Potential Data Reuses

Matti Schneider edited this page May 19, 2022 · 1 revision

Readability analysis

See, e.g., this paper

Time of implementation: ⭐ ▶️ The tool in the stats repo already allows you to compute Flesch reading ease and Flesch–Kincaid grade level metrics.

💡 : track how these 2 measures change when an update to a document is made

Documents embedding analysis

See this article for a primer on the topic.

Time of implementation: ⭐ ⭐ ▶️ Some models such as doc2vec have python implementations that are easy to integrate to our repo. Plotting/representing these embeddings is a little bit more involved but still relatively simple.

💡 : Projecting documents into 2-dimensional embedding could allow us to produce "maps" of documents — grouping service providers together by proximity and making interesting comparisons. For example, are Facebook terms semantically closer to Instagram's terms than to Twitter's?

Correlate terms changes over time

Time of implementation: ❓ ▶️ This would be much more exploratory.

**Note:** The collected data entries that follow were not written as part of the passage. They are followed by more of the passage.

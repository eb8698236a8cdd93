//! TradeLedger — ordered, append-only collection of closed trades.

use super::trade::Trade;
use serde::{Deserialize, Serialize};

/// Closed trades in chronological exit order.
///
/// The ledger is append-only: trades are pushed as they close and never
/// reordered or mutated afterwards. The metrics engine takes it as
/// read-only input.
#[derive(Debug, Clone, Default, PartialEq, Serialize, Deserialize)]
#[serde(transparent)]
pub struct TradeLedger {
    trades: Vec<Trade>,
}

impl TradeLedger {
    pub fn new() -> Self {
        Self::default()
    }

    /// Append a closed trade. Insertion order is chronological exit order.
    pub fn push(&mut self, trade: Trade) {
        self.trades.push(trade);
    }

    pub fn len(&self) -> usize {
        self.trades.len()
    }

    pub fn is_empty(&self) -> bool {
        self.trades.is_empty()
    }

    pub fn iter(&self) -> std::slice::Iter<'_, Trade> {
        self.trades.iter()
    }

    pub fn as_slice(&self) -> &[Trade] {
        &self.trades
    }

    /// The profit column, in ledger order.
    pub fn profits(&self) -> impl Iterator<Item = f64> + '_ {
        self.trades.iter().map(|t| t.profit)
    }

    pub fn total_profit(&self) -> f64 {
        self.profits().sum()
    }
}

impl FromIterator<Trade> for TradeLedger {
    fn from_iter<I: IntoIterator<Item = Trade>>(iter: I) -> Self {
        Self {
            trades: iter.into_iter().collect(),
        }
    }
}

impl<'a> IntoIterator for &'a TradeLedger {
    type Item = &'a Trade;
    type IntoIter = std::slice::Iter<'a, Trade>;

    fn into_iter(self) -> Self::IntoIter {
        self.trades.iter()
    }
}

#[cfg(test)]
mod tests {
    use super::*;
    use chrono::NaiveDate;

    fn trade(day: u32, profit: f64) -> Trade {
        Trade {
            entry_date: NaiveDate::from_ymd_opt(2024, 1, day).unwrap(),
            entry_price: 100.0,
            exit_date: NaiveDate::from_ymd_opt(2024, 1, day + 1).unwrap(),
            exit_price: 110.0,
            profit,
        }
    }

    #[test]
    fn push_preserves_insertion_order() {
        let mut ledger = TradeLedger::new();
        ledger.push(trade(2, 50.0));
        ledger.push(trade(4, -20.0));
        ledger.push(trade(8, 30.0));

        let profits: Vec<f64> = ledger.profits().collect();
        assert_eq!(profits, vec![50.0, -20.0, 30.0]);
        assert_eq!(ledger.len(), 3);
    }

    #[test]
    fn total_profit_sums_the_column() {
        let ledger: TradeLedger = [trade(2, 50.0), trade(4, -20.0)].into_iter().collect();
        assert!((ledger.total_profit() - 30.0).abs() < 1e-10);
    }

    #[test]
    fn empty_ledger() {
        let ledger = TradeLedger::new();
        assert!(ledger.is_empty());
        assert_eq!(ledger.total_profit(), 0.0);
    }

    #[test]
    fn ledger_serializes_as_plain_trade_array() {
        let ledger: TradeLedger = [trade(2, 50.0)].into_iter().collect();
        let json = serde_json::to_string(&ledger).unwrap();
        assert!(json.starts_with('['));
        let deser: TradeLedger = serde_json::from_str(&json).unwrap();
        assert_eq!(ledger, deser);
    }
}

💡 : do certain service providers tend to perform the same kind of updates at the same time? can we correlate some changes with some well-identified exogenous events (e.g. Covid crisis, a new legislation, etc.) and measure the average time it takes each service provider to perform a terms update in response to these events?

Detect unofficial vs official changes

💡 : Some changes are applied “officially” and modify the “last updated” date. Some changes are applied, yet are not detectable by the end user if they don't use Open Terms Archive. How often are terms updated without the users' knowledge? In which proportion? Do “official” changes always correlate with “significant” changes?